## What to do
Send back every record word for word, with nothing missing.

[Given records]

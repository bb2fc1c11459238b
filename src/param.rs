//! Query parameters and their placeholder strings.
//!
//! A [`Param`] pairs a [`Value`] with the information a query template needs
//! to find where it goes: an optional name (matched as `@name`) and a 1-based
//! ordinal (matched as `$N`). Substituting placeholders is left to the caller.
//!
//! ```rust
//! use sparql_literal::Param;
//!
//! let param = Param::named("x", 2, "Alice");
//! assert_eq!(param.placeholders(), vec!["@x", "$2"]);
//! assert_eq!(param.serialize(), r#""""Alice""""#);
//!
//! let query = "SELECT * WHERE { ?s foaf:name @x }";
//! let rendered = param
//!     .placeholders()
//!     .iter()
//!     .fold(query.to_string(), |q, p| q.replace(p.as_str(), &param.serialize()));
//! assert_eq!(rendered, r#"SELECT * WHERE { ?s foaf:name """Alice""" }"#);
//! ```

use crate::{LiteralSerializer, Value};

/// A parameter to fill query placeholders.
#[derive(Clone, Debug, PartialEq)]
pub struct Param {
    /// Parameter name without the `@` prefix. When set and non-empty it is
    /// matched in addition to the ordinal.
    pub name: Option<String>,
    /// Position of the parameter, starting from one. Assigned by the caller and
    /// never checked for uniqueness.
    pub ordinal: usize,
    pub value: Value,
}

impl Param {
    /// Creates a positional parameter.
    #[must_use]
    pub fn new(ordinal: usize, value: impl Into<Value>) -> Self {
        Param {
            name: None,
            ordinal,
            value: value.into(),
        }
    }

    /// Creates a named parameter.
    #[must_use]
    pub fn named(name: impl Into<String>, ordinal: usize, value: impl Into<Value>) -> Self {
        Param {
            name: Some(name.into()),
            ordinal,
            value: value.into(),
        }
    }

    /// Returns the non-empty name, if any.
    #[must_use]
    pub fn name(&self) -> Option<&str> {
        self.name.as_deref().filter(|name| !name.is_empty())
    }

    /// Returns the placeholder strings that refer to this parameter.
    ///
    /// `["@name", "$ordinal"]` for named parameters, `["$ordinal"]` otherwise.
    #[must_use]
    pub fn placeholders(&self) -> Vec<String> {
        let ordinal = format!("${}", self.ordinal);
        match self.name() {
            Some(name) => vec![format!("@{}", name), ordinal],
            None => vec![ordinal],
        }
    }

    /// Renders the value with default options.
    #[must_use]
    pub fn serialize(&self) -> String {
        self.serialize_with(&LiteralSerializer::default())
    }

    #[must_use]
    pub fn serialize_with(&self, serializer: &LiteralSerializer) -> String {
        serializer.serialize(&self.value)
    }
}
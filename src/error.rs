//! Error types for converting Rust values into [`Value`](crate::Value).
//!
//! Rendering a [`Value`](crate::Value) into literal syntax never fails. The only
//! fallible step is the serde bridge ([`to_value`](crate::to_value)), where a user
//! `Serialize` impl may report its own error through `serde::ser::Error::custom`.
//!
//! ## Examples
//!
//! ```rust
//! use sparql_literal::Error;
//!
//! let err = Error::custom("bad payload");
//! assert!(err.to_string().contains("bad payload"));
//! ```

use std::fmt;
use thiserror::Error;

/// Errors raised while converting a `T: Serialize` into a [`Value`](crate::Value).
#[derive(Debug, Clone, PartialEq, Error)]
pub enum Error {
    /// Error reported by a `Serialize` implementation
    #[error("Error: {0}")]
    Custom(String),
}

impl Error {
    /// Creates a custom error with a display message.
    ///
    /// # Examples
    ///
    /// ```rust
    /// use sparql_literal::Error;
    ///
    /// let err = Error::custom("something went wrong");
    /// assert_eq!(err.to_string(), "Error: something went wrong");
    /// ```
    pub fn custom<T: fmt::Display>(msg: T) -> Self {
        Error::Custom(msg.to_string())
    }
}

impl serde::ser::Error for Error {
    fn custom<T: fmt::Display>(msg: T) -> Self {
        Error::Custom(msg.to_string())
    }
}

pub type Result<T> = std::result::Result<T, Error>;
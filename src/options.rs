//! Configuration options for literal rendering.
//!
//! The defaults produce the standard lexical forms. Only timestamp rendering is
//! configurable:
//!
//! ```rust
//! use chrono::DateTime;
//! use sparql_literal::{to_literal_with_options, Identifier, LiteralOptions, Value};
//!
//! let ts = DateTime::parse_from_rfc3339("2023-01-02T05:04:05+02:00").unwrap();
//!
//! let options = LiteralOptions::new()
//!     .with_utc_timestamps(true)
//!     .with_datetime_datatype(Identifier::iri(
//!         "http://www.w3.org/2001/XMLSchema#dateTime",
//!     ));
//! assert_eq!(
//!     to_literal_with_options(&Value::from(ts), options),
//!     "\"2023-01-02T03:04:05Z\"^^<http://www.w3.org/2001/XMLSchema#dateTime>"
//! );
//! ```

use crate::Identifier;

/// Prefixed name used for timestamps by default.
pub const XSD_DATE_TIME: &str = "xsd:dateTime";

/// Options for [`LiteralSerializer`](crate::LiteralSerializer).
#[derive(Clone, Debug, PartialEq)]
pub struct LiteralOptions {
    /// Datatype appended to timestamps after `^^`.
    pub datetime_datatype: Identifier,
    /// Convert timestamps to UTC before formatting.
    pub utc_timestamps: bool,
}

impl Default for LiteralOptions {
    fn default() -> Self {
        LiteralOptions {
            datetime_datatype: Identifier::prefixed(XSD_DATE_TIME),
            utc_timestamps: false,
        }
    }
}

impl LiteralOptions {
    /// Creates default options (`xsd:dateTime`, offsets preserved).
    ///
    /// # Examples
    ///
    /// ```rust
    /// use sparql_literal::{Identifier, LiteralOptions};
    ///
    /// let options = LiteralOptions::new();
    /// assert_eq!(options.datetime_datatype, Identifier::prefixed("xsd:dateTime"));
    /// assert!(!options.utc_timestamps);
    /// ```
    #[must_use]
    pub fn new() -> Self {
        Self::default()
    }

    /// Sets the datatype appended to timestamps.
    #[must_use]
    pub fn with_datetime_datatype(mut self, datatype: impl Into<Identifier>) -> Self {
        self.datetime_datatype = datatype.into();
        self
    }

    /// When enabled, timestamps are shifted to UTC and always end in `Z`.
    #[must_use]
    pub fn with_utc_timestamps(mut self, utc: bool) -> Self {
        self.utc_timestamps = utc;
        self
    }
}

[/Given records]

## Solution to the exercise
repository bb2fc1c11459238b
filename src/param.rs
//! Query parameters and their placeholder strings.
//!
//! A [`Param`] pairs a [`Value`] with the information a query template needs
//! to find where it goes: an optional name (matched as `@name`) and a 1-based
//! ordinal (matched as `$N`). Substituting placeholders is left to the caller.
//!
//! ```rust
//! use sparql_literal::Param;
//!
//! let param = Param::named("x", 2, "Alice");
//! assert_eq!(param.placeholders(), vec!["@x", "$2"]);
//! assert_eq!(param.serialize(), r#""""Alice""""#);
//!
//! let query = "SELECT * WHERE { ?s foaf:name @x }";
//! let rendered = param
//!     .placeholders()
//!     .iter()
//!     .fold(query.to_string(), |q, p| q.replace(p.as_str(), &param.serialize()));
//! assert_eq!(rendered, r#"SELECT * WHERE { ?s foaf:name """Alice""" }"#);
//! ```

use crate::{LiteralSerializer, Value};

/// A parameter to fill query placeholders.
#[derive(Clone, Debug, PartialEq)]
pub struct Param {
    /// Parameter name without the `@` prefix. When set and non-empty it is
    /// matched in addition to the ordinal.
    pub name: Option<String>,
    /// Position of the parameter, starting from one. Assigned by the caller and
    /// never checked for uniqueness.
    pub ordinal: usize,
    pub value: Value,
}

impl Param {
    /// Creates a positional parameter.
    #[must_use]
    pub fn new(ordinal: usize, value: impl Into<Value>) -> Self {
        Param {
            name: None,
            ordinal,
            value: value.into(),
        }
    }

    /// Creates a named parameter.
    #[must_use]
    pub fn named(name: impl Into<String>, ordinal: usize, value: impl Into<Value>) -> Self {
        Param {
            name: Some(name.into()),
            ordinal,
            value: value.into(),
        }
    }

    /// Returns the non-empty name, if any.
    #[must_use]
    pub fn name(&self) -> Option<&str> {
        self.name.as_deref().filter(|name| !name.is_empty())
    }

    /// Returns the placeholder strings that refer to this parameter.
    ///
    /// `["@name", "$ordinal"]` for named parameters, `["$ordinal"]` otherwise.
    #[must_use]
    pub fn placeholders(&self) -> Vec<String> {
        let ordinal = format!("${}", self.ordinal);
        match self.name() {
            Some(name) => vec![format!("@{}", name), ordinal],
            None => vec![ordinal],
        }
    }

    /// Renders the value with default options.
    #[must_use]
    pub fn serialize(&self) -> String {
        self.serialize_with(&LiteralSerializer::default())
    }

    #[must_use]
    pub fn serialize_with(&self, serializer: &LiteralSerializer) -> String {
        serializer.serialize(&self.value)
    }
}
filename src/error.rs
//! Error types for converting Rust values into [`Value`](crate::Value).
//!
//! Rendering a [`Value`](crate::Value) into literal syntax never fails. The only
//! fallible step is the serde bridge ([`to_value`](crate::to_value)), where a user
//! `Serialize` impl may report its own error through `serde::ser::Error::custom`.
//!
//! ## Examples
//!
//! ```rust
//! use sparql_literal::Error;
//!
//! let err = Error::custom("bad payload");
//! assert!(err.to_string().contains("bad payload"));
//! ```

use std::fmt;
use thiserror::Error;

/// Errors raised while converting a `T: Serialize` into a [`Value`](crate::Value).
#[derive(Debug, Clone, PartialEq, Error)]
pub enum Error {
    /// Error reported by a `Serialize` implementation
    #[error("Error: {0}")]
    Custom(String),
}

impl Error {
    /// Creates a custom error with a display message.
    ///
    /// # Examples
    ///
    /// ```rust
    /// use sparql_literal::Error;
    ///
    /// let err = Error::custom("something went wrong");
    /// assert_eq!(err.to_string(), "Error: something went wrong");
    /// ```
    pub fn custom<T: fmt::Display>(msg: T) -> Self {
        Error::Custom(msg.to_string())
    }
}

impl serde::ser::Error for Error {
    fn custom<T: fmt::Display>(msg: T) -> Self {
        Error::Custom(msg.to_string())
    }
}

pub type Result<T> = std::result::Result<T, Error>;
filename src/options.rs
//! Configuration options for literal rendering.
//!
//! The defaults produce the standard lexical forms. Only timestamp rendering is
//! configurable:
//!
//! ```rust
//! use chrono::DateTime;
//! use sparql_literal::{to_literal_with_options, Identifier, LiteralOptions, Value};
//!
//! let ts = DateTime::parse_from_rfc3339("2023-01-02T05:04:05+02:00").unwrap();
//!
//! let options = LiteralOptions::new()
//!     .with_utc_timestamps(true)
//!     .with_datetime_datatype(Identifier::iri(
//!         "http://www.w3.org/2001/XMLSchema#dateTime",
//!     ));
//! assert_eq!(
//!     to_literal_with_options(&Value::from(ts), options),
//!     "\"2023-01-02T03:04:05Z\"^^<http://www.w3.org/2001/XMLSchema#dateTime>"
//! );
//! ```

use crate::Identifier;

/// Prefixed name used for timestamps by default.
pub const XSD_DATE_TIME: &str = "xsd:dateTime";

/// Options for [`LiteralSerializer`](crate::LiteralSerializer).
#[derive(Clone, Debug, PartialEq)]
pub struct LiteralOptions {
    /// Datatype appended to timestamps after `^^`.
    pub datetime_datatype: Identifier,
    /// Convert timestamps to UTC before formatting.
    pub utc_timestamps: bool,
}

impl Default for LiteralOptions {
    fn default() -> Self {
        LiteralOptions {
            datetime_datatype: Identifier::prefixed(XSD_DATE_TIME),
            utc_timestamps: false,
        }
    }
}

impl LiteralOptions {
    /// Creates default options (`xsd:dateTime`, offsets preserved).
    ///
    /// # Examples
    ///
    /// ```rust
    /// use sparql_literal::{Identifier, LiteralOptions};
    ///
    /// let options = LiteralOptions::new();
    /// assert_eq!(options.datetime_datatype, Identifier::prefixed("xsd:dateTime"));
    /// assert!(!options.utc_timestamps);
    /// ```
    #[must_use]
    pub fn new() -> Self {
        Self::default()
    }

    /// Sets the datatype appended to timestamps.
    #[must_use]
    pub fn with_datetime_datatype(mut self, datatype: impl Into<Identifier>) -> Self {
        self.datetime_datatype = datatype.into();
        self
    }

    /// When enabled, timestamps are shifted to UTC and always end in `Z`.
    #[must_use]
    pub fn with_utc_timestamps(mut self, utc: bool) -> Self {
        self.utc_timestamps = utc;
        self
    }
}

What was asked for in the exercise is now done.